In a note to a short poem at
the end of Helga, I apologized for a supposed confusion in my Icelandic
translations between Aslauga, the daughter of
Sigurd Sigmundson, surnamed Fafnisbana, who lived in the fifth century, and Aslauga, wife of Regner Lodbrok,
daughter of Sigurd Swein, asserted to have lived
in the eighth. I now retract that apology, into which I was misled by the
disingenuous chronology of Suhm. The Fundinn Noregur distinctly
says that the wife of Regner was Aslauga, the child of Brynhilda daughter
of Buddla, and of Sigurd Fafnisbana, who lived, by the assent of all writers, in the
fifth century, and who was no other than Attila; and Nifflunga Saga,
relating his death and the vengeance of Bryn-Hilda, calls the same person by
the name of Sigurd Swein. The Danish historian,
finding himself thwarted by the gross anachronism in the false pedigree of
Harald, attempted to bolster it up by splitting the same individuals into
separate persons in different centuries, ringing the changes on the names
Sigurd and Aslauga; to such a degree could
nationality and a desire to uphold the truth and authenticity of Scandinavian
legends warp the understanding, and even apparently the candour, of an
antiquarian, whose disquisitions were too minute to allow a probability of his
not having suspected the imposture. The story of Regner Lodbrok
is a blending of the adventures of the grandfather of king Harald Harfager (a northern sea-rover, killed in the eighth
or ninth century by Ella in Northumberland), with some of the celebrated Attilane reminiscences concerning Hilda, Sigurd,
and Aslauga, who may have been the younger
Hilda; and consequently we read that the sons of Regner,
with a great army, proceeded in his lifetime to Luneberg in
Saxony, with the intention of marching against Rome, but abandoned the
expedition on further consideration, a passage from the life of Attila,
ridiculously misapplied to the offspring of a Northern pirate. The name Regner appears to have been Hunnish, for Agathias mentions that Regnar,
general of the Goths, who attempted to assassinate Narses, was not a Goth, but
of the tribe of Bittores, a Hunnish race. Regner Lodbrok himself is stated to be the son of
another Sigurd (Sigurd Ring) and another Hilda (Alf-Hilda), so incessantly are
the changes rung upon these feigned names of the sera of Attila. It appears
that the poetical Edda had been written long enough before the reign of
Harald Harfager for the particulars related
in it to have obtained credence, and before the names Dane and Denmark were
established in the north of Europe, probably at the close of the sixth century.
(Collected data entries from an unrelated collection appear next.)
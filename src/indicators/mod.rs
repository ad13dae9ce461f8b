pub mod ema;
pub mod rsi;
pub mod macd;
pub mod bollinger;
pub mod atr;
pub mod volume;
pub mod adx;
pub mod zscore;
pub mod nday_low;
pub mod snapshot;

pub use ema::*;
pub use rsi::*;
pub use macd::*;
pub use bollinger::*;
pub use atr::*;
pub use volume::*;
pub use adx::*;
pub use zscore::*;
pub use nday_low::*;
pub use snapshot::*;

use rust_decimal::Decimal;

pub trait Indicator {
    fn name(&self) -> &'static str;
    fn is_ready(&self) -> bool;
    fn reset(&mut self);
}

pub fn sma(values: &[Decimal], period: usize) -> Option<Decimal> {
    if values.len() < period {
        return None;
    }
    let sum: Decimal = values.iter().rev().take(period).sum();
    Some(sum / Decimal::from(period as u32))
}

pub fn highest(values: &[Decimal], period: usize) -> Option<Decimal> {
    if values.len() < period {
        return None;
    }
    values.iter().rev().take(period).max().copied()
}

pub fn lowest(values: &[Decimal], period: usize) -> Option<Decimal> {
    if values.len() < period {
        return None;
    }
    values.iter().rev().take(period).min().copied()
}

pub fn stddev(values: &[Decimal], period: usize) -> Option<Decimal> {
    if values.len() < period {
        return None;
    }
    let mean = sma(values, period)?;
    let variance: Decimal = values
        .iter()
        .rev()
        .take(period)
        .map(|v| {
            let diff = *v - mean;
            diff * diff
        })
        .sum::<Decimal>()
        / Decimal::from(period as u32);

    Some(sqrt_decimal(variance))
}

fn sqrt_decimal(value: Decimal) -> Decimal {
    if value.is_zero() || value.is_sign_negative() {
        return Decimal::ZERO;
    }

    let mut guess = value / Decimal::from(2);
    let epsilon = Decimal::new(1, 10); // 0.0000000001

    for _ in 0..50 {
        let new_guess = (guess + value / guess) / Decimal::from(2);
        if (new_guess - guess).abs() < epsilon {
            return new_guess;
        }
        guess = new_guess;
    }
    guess
}
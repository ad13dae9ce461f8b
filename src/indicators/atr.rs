use rust_decimal::Decimal;
use super::Indicator;

#[derive(Debug, Clone)]
pub struct ATR {
    period: usize,
    prev_close: Option<Decimal>,
    true_ranges: Vec<Decimal>,
    value: Option<Decimal>,
}

impl ATR {
    pub fn new(period: usize) -> Self {
        Self {
            period,
            prev_close: None,
            true_ranges: Vec::with_capacity(period),
            value: None,
        }
    }

    pub fn update(&mut self, high: Decimal, low: Decimal, close: Decimal) -> Option<Decimal> {
        let tr = self.calculate_true_range(high, low, close);
        self.prev_close = Some(close);

        self.true_ranges.push(tr);

        if self.true_ranges.len() < self.period {
            return None;
        }

        if self.true_ranges.len() == self.period && self.value.is_none() {
            let sum: Decimal = self.true_ranges.iter().sum();
            self.value = Some(sum / Decimal::from(self.period as u32));
        } else if let Some(prev_atr) = self.value {
            let period_dec = Decimal::from(self.period as u32);
            let new_atr = (prev_atr * (period_dec - Decimal::ONE) + tr) / period_dec;
            self.value = Some(new_atr);
        }

        if self.true_ranges.len() > self.period {
            self.true_ranges.remove(0);
        }

        self.value
    }

    fn calculate_true_range(&self, high: Decimal, low: Decimal, close: Decimal) -> Decimal {
        let hl = high - low;

        match self.prev_close {
            Some(prev_close) => {
                let hc = (high - prev_close).abs();
                let lc = (low - prev_close).abs();
                hl.max(hc).max(lc)
            }
            None => hl,
        }
    }

    pub fn value(&self) -> Option<Decimal> {
        self.value
    }

    pub fn calculate_stop_loss(&self, entry_price: Decimal, multiplier: Decimal, is_long: bool) -> Option<Decimal> {
        self.value.map(|atr| {
            let distance = atr * multiplier;
            if is_long {
                entry_price - distance
            } else {
                entry_price + distance
            }
        })
    }

    pub fn calculate_take_profit(&self, entry_price: Decimal, multiplier: Decimal, is_long: bool) -> Option<Decimal> {
        self.value.map(|atr| {
            let distance = atr * multiplier;
            if is_long {
                entry_price + distance
            } else {
                entry_price - distance
            }
        })
    }

    /// ATR expressed as a percentage of the supplied price, used by the
    /// position sizer and the regime selector's volatility gate.
    pub fn atr_percent(&self, price: Decimal) -> Option<Decimal> {
        if price.is_zero() {
            return None;
        }
        self.value.map(|atr| (atr / price) * Decimal::from(100))
    }

    pub fn volatility_level(&self, price: Decimal) -> Option<VolatilityLevel> {
        self.value.map(|atr| {
            let atr_pct = if !price.is_zero() {
                (atr / price) * Decimal::from(100)
            } else {
                return VolatilityLevel::Low;
            };

            if atr_pct > Decimal::from(5) {
                VolatilityLevel::Extreme
            } else if atr_pct > Decimal::from(3) {
                VolatilityLevel::High
            } else if atr_pct > Decimal::from(1) {
                VolatilityLevel::Medium
            } else {
                VolatilityLevel::Low
            }
        })
    }
}

impl Indicator for ATR {
    fn name(&self) -> &'static str {
        "ATR"
    }

    fn is_ready(&self) -> bool {
        self.value.is_some()
    }

    fn reset(&mut self) {
        self.prev_close = None;
        self.true_ranges.clear();
        self.value = None;
    }
}

#[derive(Debug, Clone, Copy, PartialEq, Eq)]
pub enum VolatilityLevel {
    Low,
    Medium,
    High,
    Extreme,
}

impl VolatilityLevel {
    pub fn position_size_factor(&self) -> Decimal {
        match self {
            VolatilityLevel::Low => Decimal::new(12, 1),    // 1.2x
            VolatilityLevel::Medium => Decimal::ONE,        // 1.0x
            VolatilityLevel::High => Decimal::new(7, 1),    // 0.7x
            VolatilityLevel::Extreme => Decimal::new(5, 1), // 0.5x
        }
    }
}

#[derive(Debug, Clone)]
pub struct ATRTrailingStop {
    atr: ATR,
    multiplier: Decimal,
    stop_price: Option<Decimal>,
    is_long: bool,
}

impl ATRTrailingStop {
    pub fn new(period: usize, multiplier: Decimal, is_long: bool) -> Self {
        Self {
            atr: ATR::new(period),
            multiplier,
            stop_price: None,
            is_long,
        }
    }

    pub fn update(&mut self, high: Decimal, low: Decimal, close: Decimal) -> Option<Decimal> {
        self.atr.update(high, low, close)?;

        let new_stop = self.atr.calculate_stop_loss(close, self.multiplier, self.is_long)?;

        self.stop_price = Some(match self.stop_price {
            Some(current) => {
                if self.is_long {
                    current.max(new_stop)
                } else {
                    current.min(new_stop)
                }
            }
            None => new_stop,
        });

        self.stop_price
    }

    pub fn is_stopped(&self, price: Decimal) -> bool {
        match self.stop_price {
            Some(stop) => {
                if self.is_long {
                    price <= stop
                } else {
                    price >= stop
                }
            }
            None => false,
        }
    }

    pub fn stop_price(&self) -> Option<Decimal> {
        self.stop_price
    }
}
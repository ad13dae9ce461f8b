use super::{sma, stddev, Indicator};
use rust_decimal::Decimal;

/// Rolling Z-score of price against its own trailing mean and standard
/// deviation, used to flag mean-reversion extremes independent of RSI.
#[derive(Debug, Clone)]
pub struct ZScore {
    period: usize,
    values: Vec<Decimal>,
    value: Option<Decimal>,
}

impl ZScore {
    pub fn new(period: usize) -> Self {
        Self {
            period,
            values: Vec::with_capacity(period + 1),
            value: None,
        }
    }

    pub fn update(&mut self, price: Decimal) -> Option<Decimal> {
        self.values.push(price);
        if self.values.len() > self.period {
            self.values.remove(0);
        }

        let mean = sma(&self.values, self.period)?;
        let sd = stddev(&self.values, self.period)?;
        self.value = if sd.is_zero() {
            Some(Decimal::ZERO)
        } else {
            Some((price - mean) / sd)
        };
        self.value
    }

    pub fn value(&self) -> Option<Decimal> {
        self.value
    }

    pub fn is_extreme(&self, threshold: Decimal) -> bool {
        self.value.map(|v| v.abs() > threshold).unwrap_or(false)
    }
}

impl Indicator for ZScore {
    fn name(&self) -> &'static str {
        "ZScore"
    }

    fn is_ready(&self) -> bool {
        self.value.is_some()
    }

    fn reset(&mut self) {
        self.values.clear();
        self.value = None;
    }
}

#[cfg(test)]
mod tests {
    use super::*;
    use rust_decimal_macros::dec;

    #[test]
    fn flat_series_has_zero_zscore() {
        let mut z = ZScore::new(5);
        let mut last = None;
        for _ in 0..6 {
            last = z.update(dec!(100));
        }
        assert_eq!(last, Some(Decimal::ZERO));
    }

    #[test]
    fn spike_registers_as_extreme() {
        let mut z = ZScore::new(10);
        for _ in 0..10 {
            z.update(dec!(100));
        }
        let v = z.update(dec!(130)).unwrap();
        assert!(v > Decimal::ZERO);
        assert!(z.is_extreme(dec!(1)));
    }
}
It will be observed that, in
all the various versions of the catastrophe which cut short the life of this
mighty potentate, a revengeful woman of the name of Hilda bears a conspicuous
part; that some false play, by which she was dishonoured, seems invariably to
be the cause of her virulence, and that the Burgundian family are always mixed
up in the transaction, with great confusion between an elder and a younger Hilda.
Both Cassiodorus and Prosper Aquitanicus testify
in their chronicles the fact that Gundicar or
Gunnar, the Burgundian, was slain by the Huns not long after his treaty with
Aetius, showing thereby that the later legends have some foundation in reality.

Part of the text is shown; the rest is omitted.